» **Brief**
Look through the material that follows and show every line with the string "example".

**** Input ****

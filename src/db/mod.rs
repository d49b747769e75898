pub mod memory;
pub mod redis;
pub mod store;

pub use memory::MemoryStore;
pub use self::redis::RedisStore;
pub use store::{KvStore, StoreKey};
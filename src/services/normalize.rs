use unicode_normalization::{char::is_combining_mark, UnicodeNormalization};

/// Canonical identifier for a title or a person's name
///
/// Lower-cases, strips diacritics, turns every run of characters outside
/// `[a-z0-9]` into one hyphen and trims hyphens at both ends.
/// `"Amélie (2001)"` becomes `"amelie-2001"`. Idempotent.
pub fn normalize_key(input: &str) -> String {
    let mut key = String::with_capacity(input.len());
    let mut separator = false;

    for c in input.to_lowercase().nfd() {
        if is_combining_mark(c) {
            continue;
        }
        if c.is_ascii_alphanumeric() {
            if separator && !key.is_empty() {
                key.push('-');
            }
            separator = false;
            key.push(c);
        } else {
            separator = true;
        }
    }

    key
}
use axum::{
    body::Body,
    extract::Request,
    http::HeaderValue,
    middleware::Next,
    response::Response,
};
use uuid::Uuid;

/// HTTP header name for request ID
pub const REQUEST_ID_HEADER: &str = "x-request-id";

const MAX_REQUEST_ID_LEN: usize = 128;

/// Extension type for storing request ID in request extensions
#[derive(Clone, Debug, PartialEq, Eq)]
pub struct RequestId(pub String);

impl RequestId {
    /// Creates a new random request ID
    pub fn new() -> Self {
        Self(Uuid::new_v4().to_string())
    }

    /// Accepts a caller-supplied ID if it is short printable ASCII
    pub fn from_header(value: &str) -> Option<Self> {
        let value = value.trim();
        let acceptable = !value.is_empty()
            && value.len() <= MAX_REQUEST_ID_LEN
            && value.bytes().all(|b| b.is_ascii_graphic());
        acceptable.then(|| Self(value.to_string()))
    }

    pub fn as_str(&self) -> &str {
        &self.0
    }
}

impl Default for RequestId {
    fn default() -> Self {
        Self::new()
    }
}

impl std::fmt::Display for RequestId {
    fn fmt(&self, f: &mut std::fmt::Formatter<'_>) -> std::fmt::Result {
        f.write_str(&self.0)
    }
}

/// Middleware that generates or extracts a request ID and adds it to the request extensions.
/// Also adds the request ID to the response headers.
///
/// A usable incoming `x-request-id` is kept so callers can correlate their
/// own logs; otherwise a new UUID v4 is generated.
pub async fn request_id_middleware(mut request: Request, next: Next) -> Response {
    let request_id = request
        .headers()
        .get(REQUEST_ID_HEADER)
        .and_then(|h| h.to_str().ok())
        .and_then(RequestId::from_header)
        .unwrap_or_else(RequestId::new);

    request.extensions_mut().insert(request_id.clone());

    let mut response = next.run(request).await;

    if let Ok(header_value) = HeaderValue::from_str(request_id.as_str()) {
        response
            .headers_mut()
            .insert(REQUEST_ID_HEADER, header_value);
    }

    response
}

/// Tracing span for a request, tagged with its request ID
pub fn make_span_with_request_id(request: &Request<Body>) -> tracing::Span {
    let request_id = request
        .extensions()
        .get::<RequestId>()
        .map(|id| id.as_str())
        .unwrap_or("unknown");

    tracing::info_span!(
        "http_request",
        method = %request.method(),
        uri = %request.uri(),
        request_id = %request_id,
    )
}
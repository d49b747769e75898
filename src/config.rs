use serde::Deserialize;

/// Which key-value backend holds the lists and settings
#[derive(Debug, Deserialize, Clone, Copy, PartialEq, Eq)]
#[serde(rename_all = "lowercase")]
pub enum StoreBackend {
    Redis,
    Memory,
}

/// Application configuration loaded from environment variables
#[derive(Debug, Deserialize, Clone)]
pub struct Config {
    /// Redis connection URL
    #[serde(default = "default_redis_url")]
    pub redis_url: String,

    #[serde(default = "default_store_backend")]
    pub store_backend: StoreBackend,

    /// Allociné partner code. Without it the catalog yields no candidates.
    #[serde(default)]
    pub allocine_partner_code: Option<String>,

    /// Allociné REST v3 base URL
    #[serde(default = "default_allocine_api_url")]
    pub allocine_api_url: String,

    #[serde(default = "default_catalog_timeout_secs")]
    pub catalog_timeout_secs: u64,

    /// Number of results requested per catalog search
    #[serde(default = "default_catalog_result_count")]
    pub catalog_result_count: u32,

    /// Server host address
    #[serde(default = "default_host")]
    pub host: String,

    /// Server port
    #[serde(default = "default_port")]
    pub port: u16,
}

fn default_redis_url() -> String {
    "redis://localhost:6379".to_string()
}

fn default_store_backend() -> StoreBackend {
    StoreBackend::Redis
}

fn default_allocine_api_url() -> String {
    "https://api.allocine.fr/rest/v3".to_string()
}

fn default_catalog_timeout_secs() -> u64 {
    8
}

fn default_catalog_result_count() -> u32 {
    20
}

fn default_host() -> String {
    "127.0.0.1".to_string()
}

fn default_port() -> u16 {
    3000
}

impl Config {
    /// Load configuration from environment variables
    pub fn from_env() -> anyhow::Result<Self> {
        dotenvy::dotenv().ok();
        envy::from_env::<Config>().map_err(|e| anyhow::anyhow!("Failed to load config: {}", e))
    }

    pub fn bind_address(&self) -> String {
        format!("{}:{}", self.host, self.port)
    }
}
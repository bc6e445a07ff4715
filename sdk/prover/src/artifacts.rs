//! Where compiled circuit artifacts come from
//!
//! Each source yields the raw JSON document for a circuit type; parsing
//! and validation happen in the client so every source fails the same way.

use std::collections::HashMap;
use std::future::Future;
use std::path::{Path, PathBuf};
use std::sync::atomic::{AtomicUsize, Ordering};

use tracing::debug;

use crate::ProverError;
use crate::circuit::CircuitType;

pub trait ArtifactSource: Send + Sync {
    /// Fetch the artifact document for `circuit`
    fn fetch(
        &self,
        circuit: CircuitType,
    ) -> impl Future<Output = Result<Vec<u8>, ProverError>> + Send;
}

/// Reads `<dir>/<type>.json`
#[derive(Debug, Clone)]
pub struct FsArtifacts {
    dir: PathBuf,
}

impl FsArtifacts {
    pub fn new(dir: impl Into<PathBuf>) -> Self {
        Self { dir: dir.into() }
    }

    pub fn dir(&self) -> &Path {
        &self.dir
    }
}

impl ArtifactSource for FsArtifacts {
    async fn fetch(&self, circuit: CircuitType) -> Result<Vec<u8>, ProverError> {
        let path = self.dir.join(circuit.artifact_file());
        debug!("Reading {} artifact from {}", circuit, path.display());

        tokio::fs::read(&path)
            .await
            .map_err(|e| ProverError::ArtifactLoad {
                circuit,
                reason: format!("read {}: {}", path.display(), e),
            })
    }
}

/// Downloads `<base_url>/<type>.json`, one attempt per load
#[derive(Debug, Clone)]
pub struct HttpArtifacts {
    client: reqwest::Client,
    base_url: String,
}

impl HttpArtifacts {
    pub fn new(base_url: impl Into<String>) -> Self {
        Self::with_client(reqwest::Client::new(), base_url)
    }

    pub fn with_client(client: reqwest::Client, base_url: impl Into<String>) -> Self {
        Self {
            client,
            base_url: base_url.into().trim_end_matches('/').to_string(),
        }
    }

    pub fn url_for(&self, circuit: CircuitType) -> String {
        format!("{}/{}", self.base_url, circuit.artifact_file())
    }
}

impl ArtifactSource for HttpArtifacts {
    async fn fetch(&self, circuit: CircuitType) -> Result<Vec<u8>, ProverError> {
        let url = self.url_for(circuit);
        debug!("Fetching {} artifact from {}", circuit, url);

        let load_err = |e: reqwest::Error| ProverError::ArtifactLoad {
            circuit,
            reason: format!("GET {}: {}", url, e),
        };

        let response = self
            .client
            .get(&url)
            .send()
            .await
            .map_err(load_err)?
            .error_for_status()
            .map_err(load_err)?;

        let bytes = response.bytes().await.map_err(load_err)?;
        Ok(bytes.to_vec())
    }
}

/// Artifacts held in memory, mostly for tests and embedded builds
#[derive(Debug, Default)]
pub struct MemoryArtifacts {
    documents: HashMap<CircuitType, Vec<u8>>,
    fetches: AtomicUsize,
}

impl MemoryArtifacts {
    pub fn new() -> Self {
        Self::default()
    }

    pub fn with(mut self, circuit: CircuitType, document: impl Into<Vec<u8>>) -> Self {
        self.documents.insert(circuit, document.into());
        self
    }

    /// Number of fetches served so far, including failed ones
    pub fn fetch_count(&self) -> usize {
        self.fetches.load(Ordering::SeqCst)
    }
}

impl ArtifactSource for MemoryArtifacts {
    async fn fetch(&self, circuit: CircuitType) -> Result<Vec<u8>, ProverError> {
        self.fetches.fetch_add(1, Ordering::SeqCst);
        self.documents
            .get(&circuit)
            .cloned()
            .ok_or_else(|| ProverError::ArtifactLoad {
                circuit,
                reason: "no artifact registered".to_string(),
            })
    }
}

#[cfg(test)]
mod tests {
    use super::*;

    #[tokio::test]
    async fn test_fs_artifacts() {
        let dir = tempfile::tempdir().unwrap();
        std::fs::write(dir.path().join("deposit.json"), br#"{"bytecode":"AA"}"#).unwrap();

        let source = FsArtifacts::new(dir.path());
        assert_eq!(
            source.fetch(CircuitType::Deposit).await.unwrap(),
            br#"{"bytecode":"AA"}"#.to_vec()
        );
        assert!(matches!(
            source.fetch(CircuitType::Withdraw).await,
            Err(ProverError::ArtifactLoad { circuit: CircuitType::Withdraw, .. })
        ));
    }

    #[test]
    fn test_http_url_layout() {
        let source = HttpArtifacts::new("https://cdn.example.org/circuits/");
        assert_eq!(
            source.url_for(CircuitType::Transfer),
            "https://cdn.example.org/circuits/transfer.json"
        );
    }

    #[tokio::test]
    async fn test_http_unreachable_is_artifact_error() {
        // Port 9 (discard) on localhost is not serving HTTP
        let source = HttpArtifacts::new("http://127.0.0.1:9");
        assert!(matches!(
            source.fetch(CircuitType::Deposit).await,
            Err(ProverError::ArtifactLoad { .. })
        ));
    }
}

****

» **Answer to this exercise**
        let source = HttpArtifacts::new("https://cdn.example.org/circuits/");
            "https://cdn.example.org/circuits/transfer.json"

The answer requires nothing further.